[Saved data entries]
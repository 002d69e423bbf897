//! Authenticated messaging on top of the distributed key.
//!
//! Thin consumer of the protocol's output, not part of the quantum exchange:
//! SHA-256 stretches the final key bits into an AES-256 key, and AES-GCM
//! seals and opens byte payloads with a fresh random nonce per message.

use aes_gcm::aead::Aead;
use aes_gcm::{Aes256Gcm, Key, KeyInit, Nonce};
use rand::{CryptoRng, RngCore};
use sha2::{Digest, Sha256};

use crate::error::MessagingError;

/// AES-GCM nonce width in bytes.
const NONCE_LEN: usize = 12;

/// A sealed payload: the nonce alongside ciphertext plus tag.
#[derive(Debug, Clone, PartialEq, Eq)]
pub struct SealedMessage {
    pub nonce: [u8; NONCE_LEN],
    pub ciphertext: Vec<u8>,
}

/// Pack key bits MSB-first into bytes, zero-padding the tail.
fn pack_bits(bits: &[bool]) -> Vec<u8> {
    let mut bytes = vec![0u8; (bits.len() + 7) / 8];
    for (index, bit) in bits.iter().enumerate() {
        if *bit {
            bytes[index / 8] |= 1 << (7 - index % 8);
        }
    }
    bytes
}

/// Stretch the final key bits into a 256-bit cipher key.
pub fn derive_key(bits: &[bool]) -> Result<[u8; 32], MessagingError> {
    if bits.is_empty() {
        return Err(MessagingError::EmptyKey);
    }
    let mut hasher = Sha256::new();
    hasher.update(pack_bits(bits));
    Ok(hasher.finalize().into())
}

/// Seal `plaintext` under `key` with a fresh random nonce.
pub fn encrypt<R: RngCore + CryptoRng>(
    key: &[u8; 32],
    plaintext: &[u8],
    rng: &mut R,
) -> Result<SealedMessage, MessagingError> {
    let cipher = Aes256Gcm::new(Key::<Aes256Gcm>::from_slice(key));
    let mut nonce = [0u8; NONCE_LEN];
    rng.fill_bytes(&mut nonce);
    let ciphertext = cipher
        .encrypt(Nonce::from_slice(&nonce), plaintext)
        .map_err(|_| MessagingError::Encryption)?;
    Ok(SealedMessage { nonce, ciphertext })
}

/// Open a sealed message, failing if the tag does not verify.
pub fn decrypt(key: &[u8; 32], message: &SealedMessage) -> Result<Vec<u8>, MessagingError> {
    let cipher = Aes256Gcm::new(Key::<Aes256Gcm>::from_slice(key));
    cipher
        .decrypt(Nonce::from_slice(&message.nonce), message.ciphertext.as_ref())
        .map_err(|_| MessagingError::Authentication)
}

DESCRIPTION OF THE TASK: All of the entries above should be output exactly as they are.

ANSWER FOR THIS EXERCISE:
repository 002d69e423bbf897
//! Authenticated messaging on top of the distributed key.
//!
//! Thin consumer of the protocol's output, not part of the quantum exchange:
//! SHA-256 stretches the final key bits into an AES-256 key, and AES-GCM
//! seals and opens byte payloads with a fresh random nonce per message.

use aes_gcm::aead::Aead;
use aes_gcm::{Aes256Gcm, Key, KeyInit, Nonce};
use rand::{CryptoRng, RngCore};
use sha2::{Digest, Sha256};

use crate::error::MessagingError;

/// AES-GCM nonce width in bytes.
const NONCE_LEN: usize = 12;

/// A sealed payload: the nonce alongside ciphertext plus tag.
#[derive(Debug, Clone, PartialEq, Eq)]
pub struct SealedMessage {
    pub nonce: [u8; NONCE_LEN],
    pub ciphertext: Vec<u8>,
}

/// Pack key bits MSB-first into bytes, zero-padding the tail.
fn pack_bits(bits: &[bool]) -> Vec<u8> {
    let mut bytes = vec![0u8; (bits.len() + 7) / 8];
    for (index, bit) in bits.iter().enumerate() {
        if *bit {
            bytes[index / 8] |= 1 << (7 - index % 8);
        }
    }
    bytes
}

/// Stretch the final key bits into a 256-bit cipher key.
pub fn derive_key(bits: &[bool]) -> Result<[u8; 32], MessagingError> {
    if bits.is_empty() {
        return Err(MessagingError::EmptyKey);
    }
    let mut hasher = Sha256::new();
    hasher.update(pack_bits(bits));
    Ok(hasher.finalize().into())
}

/// Seal `plaintext` under `key` with a fresh random nonce.
pub fn encrypt<R: RngCore + CryptoRng>(
    key: &[u8; 32],
    plaintext: &[u8],
    rng: &mut R,
) -> Result<SealedMessage, MessagingError> {
    let cipher = Aes256Gcm::new(Key::<Aes256Gcm>::from_slice(key));
    let mut nonce = [0u8; NONCE_LEN];
    rng.fill_bytes(&mut nonce);
    let ciphertext = cipher
        .encrypt(Nonce::from_slice(&nonce), plaintext)
        .map_err(|_| MessagingError::Encryption)?;
    Ok(SealedMessage { nonce, ciphertext })
}

/// Open a sealed message, failing if the tag does not verify.
pub fn decrypt(key: &[u8; 32], message: &SealedMessage) -> Result<Vec<u8>, MessagingError> {
    let cipher = Aes256Gcm::new(Key::<Aes256Gcm>::from_slice(key));
    cipher
        .decrypt(Nonce::from_slice(&message.nonce), message.ciphertext.as_ref())
        .map_err(|_| MessagingError::Authentication)
}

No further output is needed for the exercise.